(Dataset entries)
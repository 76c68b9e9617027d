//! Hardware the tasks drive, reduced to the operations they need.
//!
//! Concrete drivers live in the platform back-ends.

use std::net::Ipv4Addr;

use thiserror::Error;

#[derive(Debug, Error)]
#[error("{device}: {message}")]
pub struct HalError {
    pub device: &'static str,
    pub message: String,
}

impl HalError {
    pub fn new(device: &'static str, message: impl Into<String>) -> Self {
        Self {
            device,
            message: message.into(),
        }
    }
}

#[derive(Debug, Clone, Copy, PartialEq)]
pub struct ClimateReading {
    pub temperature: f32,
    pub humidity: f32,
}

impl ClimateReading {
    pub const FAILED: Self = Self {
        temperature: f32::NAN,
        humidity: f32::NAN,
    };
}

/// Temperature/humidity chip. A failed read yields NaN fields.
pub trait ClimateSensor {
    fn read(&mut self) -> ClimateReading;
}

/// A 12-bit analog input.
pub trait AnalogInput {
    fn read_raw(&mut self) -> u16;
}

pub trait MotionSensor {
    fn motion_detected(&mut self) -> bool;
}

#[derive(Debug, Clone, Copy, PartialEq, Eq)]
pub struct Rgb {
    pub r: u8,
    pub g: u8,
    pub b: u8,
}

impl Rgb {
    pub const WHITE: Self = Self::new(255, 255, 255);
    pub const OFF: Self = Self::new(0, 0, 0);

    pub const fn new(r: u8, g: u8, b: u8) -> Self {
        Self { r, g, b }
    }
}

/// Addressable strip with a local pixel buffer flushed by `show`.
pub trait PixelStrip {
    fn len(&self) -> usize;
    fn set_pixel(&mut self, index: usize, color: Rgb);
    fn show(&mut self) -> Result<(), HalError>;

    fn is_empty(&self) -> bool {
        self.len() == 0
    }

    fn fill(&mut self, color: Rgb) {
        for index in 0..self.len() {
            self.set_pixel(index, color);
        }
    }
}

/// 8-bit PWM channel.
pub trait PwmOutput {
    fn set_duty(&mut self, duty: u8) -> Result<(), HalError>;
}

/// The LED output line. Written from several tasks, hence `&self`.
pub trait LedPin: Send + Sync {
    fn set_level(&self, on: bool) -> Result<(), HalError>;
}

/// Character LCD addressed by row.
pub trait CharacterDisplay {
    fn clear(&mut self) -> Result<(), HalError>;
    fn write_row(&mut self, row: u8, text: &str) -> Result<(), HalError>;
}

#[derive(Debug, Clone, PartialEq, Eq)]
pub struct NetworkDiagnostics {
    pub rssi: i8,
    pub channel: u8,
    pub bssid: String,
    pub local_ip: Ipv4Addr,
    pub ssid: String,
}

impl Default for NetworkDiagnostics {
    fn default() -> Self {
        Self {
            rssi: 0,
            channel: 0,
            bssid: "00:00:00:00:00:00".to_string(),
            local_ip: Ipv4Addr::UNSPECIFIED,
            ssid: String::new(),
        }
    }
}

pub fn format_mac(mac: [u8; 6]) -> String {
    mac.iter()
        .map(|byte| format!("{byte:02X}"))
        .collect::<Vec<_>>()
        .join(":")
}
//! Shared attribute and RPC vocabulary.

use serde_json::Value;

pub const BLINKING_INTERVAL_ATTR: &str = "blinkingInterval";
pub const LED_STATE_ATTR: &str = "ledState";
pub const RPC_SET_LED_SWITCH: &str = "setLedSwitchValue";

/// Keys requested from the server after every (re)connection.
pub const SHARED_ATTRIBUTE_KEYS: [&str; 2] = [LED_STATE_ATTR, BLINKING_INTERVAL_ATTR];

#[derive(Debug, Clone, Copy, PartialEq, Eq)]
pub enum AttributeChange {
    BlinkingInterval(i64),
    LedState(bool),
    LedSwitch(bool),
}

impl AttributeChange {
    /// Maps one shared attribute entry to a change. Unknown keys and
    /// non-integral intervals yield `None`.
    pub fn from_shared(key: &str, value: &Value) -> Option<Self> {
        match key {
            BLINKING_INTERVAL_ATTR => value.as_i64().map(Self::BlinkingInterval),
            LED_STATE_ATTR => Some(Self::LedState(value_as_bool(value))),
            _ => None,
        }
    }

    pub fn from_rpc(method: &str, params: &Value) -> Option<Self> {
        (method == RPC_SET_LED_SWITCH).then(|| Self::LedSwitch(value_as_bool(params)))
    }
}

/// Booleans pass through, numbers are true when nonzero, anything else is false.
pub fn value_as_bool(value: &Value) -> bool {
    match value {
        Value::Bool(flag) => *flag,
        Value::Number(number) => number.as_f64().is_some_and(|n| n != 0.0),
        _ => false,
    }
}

...

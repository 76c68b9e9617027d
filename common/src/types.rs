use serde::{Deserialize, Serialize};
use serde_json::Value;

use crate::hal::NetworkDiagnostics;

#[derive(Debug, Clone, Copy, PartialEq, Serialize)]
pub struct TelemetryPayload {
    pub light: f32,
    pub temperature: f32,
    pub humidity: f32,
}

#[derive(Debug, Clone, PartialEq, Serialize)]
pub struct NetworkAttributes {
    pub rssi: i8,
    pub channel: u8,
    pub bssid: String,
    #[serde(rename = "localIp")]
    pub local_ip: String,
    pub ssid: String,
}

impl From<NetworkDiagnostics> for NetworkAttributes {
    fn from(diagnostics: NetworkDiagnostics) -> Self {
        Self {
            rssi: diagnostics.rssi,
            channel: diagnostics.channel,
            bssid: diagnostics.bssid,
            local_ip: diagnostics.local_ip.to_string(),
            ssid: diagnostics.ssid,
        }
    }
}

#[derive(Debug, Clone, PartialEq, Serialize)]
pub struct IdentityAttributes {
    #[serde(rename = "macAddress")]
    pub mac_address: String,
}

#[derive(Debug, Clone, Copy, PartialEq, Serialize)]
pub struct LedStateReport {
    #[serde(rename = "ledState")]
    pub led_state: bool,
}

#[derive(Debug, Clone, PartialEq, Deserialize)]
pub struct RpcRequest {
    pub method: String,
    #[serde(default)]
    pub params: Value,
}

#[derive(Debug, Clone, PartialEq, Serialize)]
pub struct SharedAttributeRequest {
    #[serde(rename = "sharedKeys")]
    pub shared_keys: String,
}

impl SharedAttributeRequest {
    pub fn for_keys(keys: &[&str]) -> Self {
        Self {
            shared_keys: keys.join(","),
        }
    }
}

--

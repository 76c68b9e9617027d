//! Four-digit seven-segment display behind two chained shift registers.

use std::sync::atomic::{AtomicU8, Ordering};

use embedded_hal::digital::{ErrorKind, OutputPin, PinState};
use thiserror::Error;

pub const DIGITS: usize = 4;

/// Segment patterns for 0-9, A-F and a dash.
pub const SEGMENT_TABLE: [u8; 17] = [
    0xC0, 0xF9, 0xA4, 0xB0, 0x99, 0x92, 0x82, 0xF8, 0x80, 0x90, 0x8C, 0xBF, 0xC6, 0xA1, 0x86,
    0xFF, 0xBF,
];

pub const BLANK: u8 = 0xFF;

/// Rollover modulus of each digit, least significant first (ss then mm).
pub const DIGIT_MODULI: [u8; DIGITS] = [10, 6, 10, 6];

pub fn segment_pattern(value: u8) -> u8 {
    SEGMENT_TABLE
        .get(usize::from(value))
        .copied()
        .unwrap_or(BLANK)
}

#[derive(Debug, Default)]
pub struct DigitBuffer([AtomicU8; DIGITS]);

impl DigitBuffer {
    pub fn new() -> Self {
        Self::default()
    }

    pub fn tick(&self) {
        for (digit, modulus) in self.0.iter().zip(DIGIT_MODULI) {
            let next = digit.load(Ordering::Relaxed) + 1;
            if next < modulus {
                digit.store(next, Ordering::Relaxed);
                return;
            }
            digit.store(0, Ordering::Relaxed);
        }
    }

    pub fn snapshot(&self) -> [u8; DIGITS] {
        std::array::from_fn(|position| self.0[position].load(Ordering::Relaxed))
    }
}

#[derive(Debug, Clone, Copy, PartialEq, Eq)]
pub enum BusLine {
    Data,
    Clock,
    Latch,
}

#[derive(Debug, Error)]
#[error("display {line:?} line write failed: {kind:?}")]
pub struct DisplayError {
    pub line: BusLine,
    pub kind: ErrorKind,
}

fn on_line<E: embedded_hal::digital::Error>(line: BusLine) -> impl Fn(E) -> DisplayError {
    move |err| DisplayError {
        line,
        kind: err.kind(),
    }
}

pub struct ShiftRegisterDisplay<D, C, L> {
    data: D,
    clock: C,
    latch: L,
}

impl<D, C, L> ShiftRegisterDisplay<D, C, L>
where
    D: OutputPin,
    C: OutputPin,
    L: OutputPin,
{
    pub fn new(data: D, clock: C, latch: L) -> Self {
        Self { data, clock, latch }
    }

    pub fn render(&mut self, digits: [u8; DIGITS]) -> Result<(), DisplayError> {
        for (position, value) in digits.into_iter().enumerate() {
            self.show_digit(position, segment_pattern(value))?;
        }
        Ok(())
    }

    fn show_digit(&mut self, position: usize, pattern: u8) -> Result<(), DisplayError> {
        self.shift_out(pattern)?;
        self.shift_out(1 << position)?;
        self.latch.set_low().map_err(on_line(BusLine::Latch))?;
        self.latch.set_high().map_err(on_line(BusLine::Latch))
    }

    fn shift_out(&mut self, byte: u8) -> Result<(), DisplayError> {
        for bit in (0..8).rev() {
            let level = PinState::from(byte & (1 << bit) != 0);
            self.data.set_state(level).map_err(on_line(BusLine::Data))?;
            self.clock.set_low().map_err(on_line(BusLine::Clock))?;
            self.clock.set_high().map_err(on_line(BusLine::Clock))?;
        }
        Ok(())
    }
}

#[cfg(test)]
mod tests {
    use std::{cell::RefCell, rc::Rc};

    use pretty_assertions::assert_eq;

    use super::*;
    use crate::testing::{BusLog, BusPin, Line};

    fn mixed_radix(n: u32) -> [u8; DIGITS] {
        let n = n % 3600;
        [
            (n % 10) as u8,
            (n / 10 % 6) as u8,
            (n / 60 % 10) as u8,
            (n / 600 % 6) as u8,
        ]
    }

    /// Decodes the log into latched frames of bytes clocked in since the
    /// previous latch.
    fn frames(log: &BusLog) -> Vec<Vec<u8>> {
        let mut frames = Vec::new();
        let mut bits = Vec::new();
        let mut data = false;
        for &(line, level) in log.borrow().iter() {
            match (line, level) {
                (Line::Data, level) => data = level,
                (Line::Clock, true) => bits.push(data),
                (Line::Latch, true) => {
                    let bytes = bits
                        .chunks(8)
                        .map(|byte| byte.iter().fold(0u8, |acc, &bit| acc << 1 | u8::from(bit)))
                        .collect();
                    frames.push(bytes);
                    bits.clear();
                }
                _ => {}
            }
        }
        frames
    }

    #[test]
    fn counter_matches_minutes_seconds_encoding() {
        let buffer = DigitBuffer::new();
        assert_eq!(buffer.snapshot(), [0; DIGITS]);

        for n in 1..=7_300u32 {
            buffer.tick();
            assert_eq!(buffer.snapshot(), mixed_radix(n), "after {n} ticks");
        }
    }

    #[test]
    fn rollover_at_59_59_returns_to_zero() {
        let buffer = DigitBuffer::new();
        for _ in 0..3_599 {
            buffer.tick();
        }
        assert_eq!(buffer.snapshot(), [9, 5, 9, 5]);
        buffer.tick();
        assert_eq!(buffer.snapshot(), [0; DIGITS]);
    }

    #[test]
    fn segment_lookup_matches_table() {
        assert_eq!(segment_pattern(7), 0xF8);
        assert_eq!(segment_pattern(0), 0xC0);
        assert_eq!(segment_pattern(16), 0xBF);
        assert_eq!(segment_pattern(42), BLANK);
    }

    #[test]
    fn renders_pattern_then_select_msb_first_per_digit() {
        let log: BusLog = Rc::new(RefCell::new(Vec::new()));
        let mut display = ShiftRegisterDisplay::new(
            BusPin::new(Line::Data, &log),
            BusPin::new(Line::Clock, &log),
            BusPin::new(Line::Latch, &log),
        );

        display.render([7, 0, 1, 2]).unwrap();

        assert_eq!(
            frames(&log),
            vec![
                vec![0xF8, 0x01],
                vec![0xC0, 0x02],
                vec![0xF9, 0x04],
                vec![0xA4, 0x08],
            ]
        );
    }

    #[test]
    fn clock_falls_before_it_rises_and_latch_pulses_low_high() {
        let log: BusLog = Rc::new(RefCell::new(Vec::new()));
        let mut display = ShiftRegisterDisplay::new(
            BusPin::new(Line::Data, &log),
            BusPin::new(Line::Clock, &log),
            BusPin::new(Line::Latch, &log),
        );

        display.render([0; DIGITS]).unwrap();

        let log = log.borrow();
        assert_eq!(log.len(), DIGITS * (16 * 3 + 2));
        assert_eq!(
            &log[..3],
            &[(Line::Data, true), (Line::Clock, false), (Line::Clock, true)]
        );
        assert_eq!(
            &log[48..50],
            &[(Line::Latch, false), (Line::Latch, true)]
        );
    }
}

#### YOUR TASK
Copy every line of the data that carries the word "NetworkDiagnostics".

#### PROBLEM SOLUTION
pub struct NetworkDiagnostics {
impl Default for NetworkDiagnostics {
use crate::hal::NetworkDiagnostics;
impl From<NetworkDiagnostics> for NetworkAttributes {
    fn from(diagnostics: NetworkDiagnostics) -> Self {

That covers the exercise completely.